Hearn to be honored by NephCure Foundation
Former Met to be recognized in pregame ceremony on Friday
Twenty four years ago, Ed Hearn was celebrating. After nearly 10 years of struggling in the Minors, he helped the 1986 Mets to the World Series championship as a backup to starting catcher Gary Carter. His future as a Major League player looked bright and hopeful.
Following that World Series season, his career looked so promising that the Kansas City Royals traded for him, giving up All-Star pitcher David Cone. That trade would later be called the worst in Royals history, because Hearn suffered a shoulder injury so severe that he was sidelined and eventually forced to retire in 1990.
"The 'game' ended just as I had begun to establish myself as a Major League player," said Hearn. "I was finally going to be reaping the rewards for all the hard work and sacrifices I had made from as far back as I can even remember. I felt like a little kid who had run a hundred miles to get his hand in the cookie jar and after one bite or two of that first cookie, the jar was slammed closed."

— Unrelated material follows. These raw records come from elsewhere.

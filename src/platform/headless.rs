//! In-memory page for tests and the native demo
//!
//! Models just enough of a browser: a scrollable document with clamped
//! scrolling, elements whose client rect moves as the page scrolls, a
//! virtual millisecond clock with a timeout queue, and one-shot animation
//! frame requests.

use std::cell::Cell;
use std::rc::Rc;
use std::time::Duration;

use glam::Vec2;

use crate::catalog::{SurfaceCatalog, SurfaceHandle};
use crate::game::{FrameHandle, Game, HostEffects, ScrollBehavior, Scheduler, Timer, Viewport};
use crate::sim::Rect;

/// One display frame at ~60 Hz
pub const FRAME: Duration = Duration::from_millis(16);

/// A laid-out element on the headless page
#[derive(Debug, Clone)]
pub struct HeadlessElement {
    page_rect: Rc<Cell<Option<Rect>>>,
    scroll: Rc<Cell<Vec2>>,
}

impl HeadlessElement {
    /// Reflow to a new page-space rect
    pub fn move_to(&self, rect: Rect) {
        self.page_rect.set(Some(rect));
    }

    /// Remove from the document; the handle stays registered but reports nothing
    pub fn detach(&self) {
        self.page_rect.set(None);
    }
}

impl SurfaceHandle for HeadlessElement {
    fn client_rect(&self) -> Option<Rect> {
        let rect = self.page_rect.get()?;
        Some(rect.translate(-self.scroll.get()))
    }
}

#[derive(Debug)]
struct PendingTimer {
    due: Duration,
    seq: u64,
    timer: Timer,
}

#[derive(Debug)]
pub struct HeadlessPage {
    scroll: Rc<Cell<Vec2>>,
    pub viewport_height: f32,
    pub document_width: f32,
    pub document_height: f32,
    now: Duration,
    timers: Vec<PendingTimer>,
    next_timer_seq: u64,
    next_frame_id: u64,
    pending_frame: Option<FrameHandle>,
    pub scroll_override: bool,
    pub game_mode: bool,
    pub keyboard_captured: bool,
    /// Every `scroll_to` call, in order
    pub scroll_log: Vec<(f32, ScrollBehavior)>,
}

impl HeadlessPage {
    pub fn new(viewport_height: f32, document_width: f32, document_height: f32) -> Self {
        Self {
            scroll: Rc::new(Cell::new(Vec2::ZERO)),
            viewport_height,
            document_width,
            document_height,
            now: Duration::ZERO,
            timers: Vec::new(),
            next_timer_seq: 0,
            next_frame_id: 0,
            pending_frame: None,
            scroll_override: false,
            game_mode: false,
            keyboard_captured: false,
            scroll_log: Vec::new(),
        }
    }

    /// Create an element at `rect` in page coordinates
    pub fn element(&self, rect: Rect) -> HeadlessElement {
        HeadlessElement {
            page_rect: Rc::new(Cell::new(Some(rect))),
            scroll: self.scroll.clone(),
        }
    }

    pub fn scroll_y(&self) -> f32 {
        self.scroll.get().y
    }

    pub fn now(&self) -> Duration {
        self.now
    }

    pub fn frame_pending(&self) -> bool {
        self.pending_frame.is_some()
    }

    pub fn pending_timers(&self) -> usize {
        self.timers.len()
    }

    fn max_scroll_y(&self) -> f32 {
        (self.document_height - self.viewport_height).max(0.0)
    }

    fn set_scroll_y(&mut self, y: f32) {
        let mut scroll = self.scroll.get();
        scroll.y = y.clamp(0.0, self.max_scroll_y());
        self.scroll.set(scroll);
    }

    /// Move the clock forward and return every timer that came due, oldest first
    pub fn advance(&mut self, dt: Duration) -> Vec<Timer> {
        self.now += dt;
        let now = self.now;

        let (mut due, pending): (Vec<_>, Vec<_>) =
            std::mem::take(&mut self.timers).into_iter().partition(|t| t.due <= now);
        self.timers = pending;

        due.sort_by_key(|t| (t.due, t.seq));
        due.into_iter().map(|t| t.timer).collect()
    }

    /// Move the clock forward and deliver due timers to `game`, without
    /// running a frame
    pub fn advance_and_fire(&mut self, game: &mut Game, dt: Duration) {
        for timer in self.advance(dt) {
            game.fire_timer(timer, self);
        }
    }

    /// One turn of the event loop: timers first, then the animation frame
    /// if one was requested. Returns whether a frame ran.
    pub fn step<S: SurfaceHandle>(
        &mut self,
        game: &mut Game,
        catalog: &SurfaceCatalog<S>,
        dt: Duration,
    ) -> bool {
        self.advance_and_fire(game, dt);
        if self.pending_frame.take().is_some() {
            game.frame(catalog, self);
            true
        } else {
            false
        }
    }
}

impl HostEffects for HeadlessPage {
    fn viewport(&self) -> Viewport {
        Viewport {
            scroll: self.scroll.get(),
            height: self.viewport_height,
            document_width: self.document_width,
        }
    }

    fn scroll_by(&mut self, dy: f32) {
        self.set_scroll_y(self.scroll_y() + dy);
    }

    fn scroll_to(&mut self, top: f32, behavior: ScrollBehavior) {
        // No easing here: smooth scrolls land at once
        self.scroll_log.push((top, behavior));
        self.set_scroll_y(top);
    }

    fn set_scroll_override(&mut self, enabled: bool) {
        self.scroll_override = enabled;
    }

    fn set_game_mode(&mut self, enabled: bool) {
        self.game_mode = enabled;
    }

    fn set_keyboard_capture(&mut self, enabled: bool) {
        self.keyboard_captured = enabled;
    }
}

impl Scheduler for HeadlessPage {
    fn request_frame(&mut self) -> FrameHandle {
        self.next_frame_id += 1;
        let handle = FrameHandle(self.next_frame_id);
        self.pending_frame = Some(handle);
        handle
    }

    fn cancel_frame(&mut self, handle: FrameHandle) {
        if self.pending_frame == Some(handle) {
            self.pending_frame = None;
        }
    }

    fn schedule(&mut self, delay: Duration, timer: Timer) {
        self.next_timer_seq += 1;
        self.timers.push(PendingTimer {
            due: self.now + delay,
            seq: self.next_timer_seq,
            timer,
        });
    }
}
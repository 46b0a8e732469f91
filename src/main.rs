//! Page Ball entry point
//!
//! On the web the library's `BallGame` binding is the entry point. Natively
//! this runs a scripted session against the headless page and logs what the
//! ball bumps into.

#[cfg(not(target_arch = "wasm32"))]
fn main() {
    env_logger::init();
    log::info!("Page Ball (native) starting...");
    log::info!("Native mode plays a scripted demo - serve the wasm build for the real page");

    demo::run();
}

#[cfg(target_arch = "wasm32")]
fn main() {
    // WASM entry point is the library's `start`, this is just to satisfy the compiler
}

#[cfg(not(target_arch = "wasm32"))]
mod demo {
    use std::cell::RefCell;
    use std::rc::Rc;

    use page_ball::platform::headless::{FRAME, HeadlessPage};
    use page_ball::sim::{Rect, SurfaceKind};
    use page_ball::{Game, GameEvent, Settings, SurfaceCatalog};

    /// Keys held for a number of frames
    const SCRIPT: &[(&str, usize)] = &[("s", 90), ("d", 40), ("s", 120), ("a", 60), ("w", 150)];

    pub fn run() {
        let mut page = HeadlessPage::new(800.0, 1280.0, 4000.0);
        let mut catalog = SurfaceCatalog::new();

        catalog.register(
            "header",
            Some(page.element(Rect::new(0.0, 0.0, 1280.0, 60.0))),
            SurfaceKind::Solid,
        );
        for i in 0..4 {
            let top = 300.0 + i as f32 * 420.0;
            catalog.register(
                format!("post-{}", i + 1),
                Some(page.element(Rect::from_origin_size(340.0, top, 600.0, 320.0))),
                SurfaceKind::Card,
            );
        }
        // A card that is registered but not rendered yet
        catalog.register(
            "post-draft",
            Some(page.element(Rect::default())),
            SurfaceKind::Card,
        );

        let mut game = Game::new(Settings::load());
        let hits = Rc::new(RefCell::new(Vec::new()));
        {
            let hits = hits.clone();
            game.set_on_card_hit(move |id| hits.borrow_mut().push(id.to_string()));
        }

        game.activate(640.0, 120.0, &mut page);

        for &(key, frames) in SCRIPT {
            game.key_down(key, &mut page);
            for _ in 0..frames {
                page.step(&mut game, &catalog, FRAME);
                for event in game.drain_events() {
                    match event {
                        GameEvent::CardHit(id) => log::info!("hit {}", id),
                        GameEvent::HighlightChanged(card) => log::debug!("highlight {:?}", card),
                        _ => {}
                    }
                }
            }
            game.key_up(key);
        }

        let pos = game.position();
        log::info!(
            "Ball at ({:.1}, {:.1}), page scrolled to {:.0}",
            pos.x,
            pos.y,
            page.scroll_y()
        );

        game.key_down("Escape", &mut page);
        println!("Cards hit: {:?}", hits.borrow());
        println!("✓ Demo finished after {} ms", page.now().as_millis());
    }
}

During that first year away from the game, Hearn had to do a lot more than transition from the life of a professional athlete. He was diagnosed with three life-threatening diseases, including the kidney disease Focal Segmental Glomerulosclerosis (FSGS). Hearn's focus went from coping with the end of his professional baseball career to fighting for his life.
It is a compelling story, one that Hearn tells now as an ambassador for The NephCure Foundation (www.nephcure.org), which supports FSGS patients -- including thousands of children -- and raises money to fund research.
Since the onset of FSGS, Hearn has undergone three kidney transplants and has survived numerous bouts of skin cancer. He now takes in excess of 30 pills per day as he continues to suffer from FSGS, for which there is no approved treatment or cure.
For the past 15 years, he has used a breathing apparatus at night just so his body can function with some degree of normalcy. The breathing machine is necessary because he has sleep apnea. Hearn's 16-year-old son, Cody, has never seen his dad go to bed without the BiPAP breathing machine.
Yet as tough as this double-whammy seemed, Ed kept swinging, persevering with the heart and soul of one who would not be defeated. But eighteen months after his first kidney transplant in 1992, Hearn came face-to-face with one of the potential side-effects of the very medication that kept him alive. It was "the giant" who almost brought him to the end -- mood swings and major depression. At one point, the despair drove him to the brink of committing suicide in his own family home.
"No amount of training, head-smarts or bull-headed determination could have prepared me to battle such a monster," Hearn added. "If not for my faith, my family and a passionate nurse, we might not be having this conversation today."
A transcendental moment came during a routine vital-signs check in a Kansas City hospital room. Hearn's self-pity party was unceremoniously shattered by a perceptive nurse who knew about Hearn's Major League career and the World Series ring he earned with the '86 Mets.
She admonished him to count his blessings and lectured him with the story of the young woman who complained about her ragged shoes only to be jolted into reality when she met a man with no feet.
It was then, with the help of medical professionals and the family surrounding him, that Hearn summoned the courage and strength to battle back and use his adversity to help others by embarking on a life of charitable work. He joined NephCure as an ambassador and to this day continues to promote its programs and initiatives across the country, traveling to hospitals and dialysis centers to bring hope to patients and speaking at symposiums to further the organization's mission.
"NephCure is an important organization, because this disease needs the proper attention. NephCure works to find patient families, advocate for them in Washington, D.C., and fund research so that parents can get some answers," said Hearn, who authored the book "Conquering Life's Curves," based on his life's story. "There are thousands of children suffering, and instead of taking experimental drugs that cause other numerous side effects, these children should be living healthy lives. I do what I can to help."
Now, NephCure is returning the favor and honoring Hearn with Ed Hearn/NephCure Night at Citi Field on Friday. Visit mets.com/NEPHCURE to learn more about purchasing tickets for that night's game.
"Thanks to Ed and everyone with a passion for The NephCure Foundation, we have been able to make some significant strides these past few years," said NephCure executive director Henry Brehm. "We need to continue to push forward and let more people know that we are here to help."
The NephCure Foundation is the only organization solely committed to seeking a cause and cure for Nephrotic Syndrome and Focal Segmental Glomerulosclerosis (FSGS). Comprised of patients, their families and friends, researchers, physicians and other healthcare professionals, Nephcure aims to help science unlock the biological mechanisms that cause these serious conditions and ultimately find a way to cure and prevent them.
Greg Wiley is a contributor to MLB.com. This story was not subject to the approval of Major League Baseball or its clubs.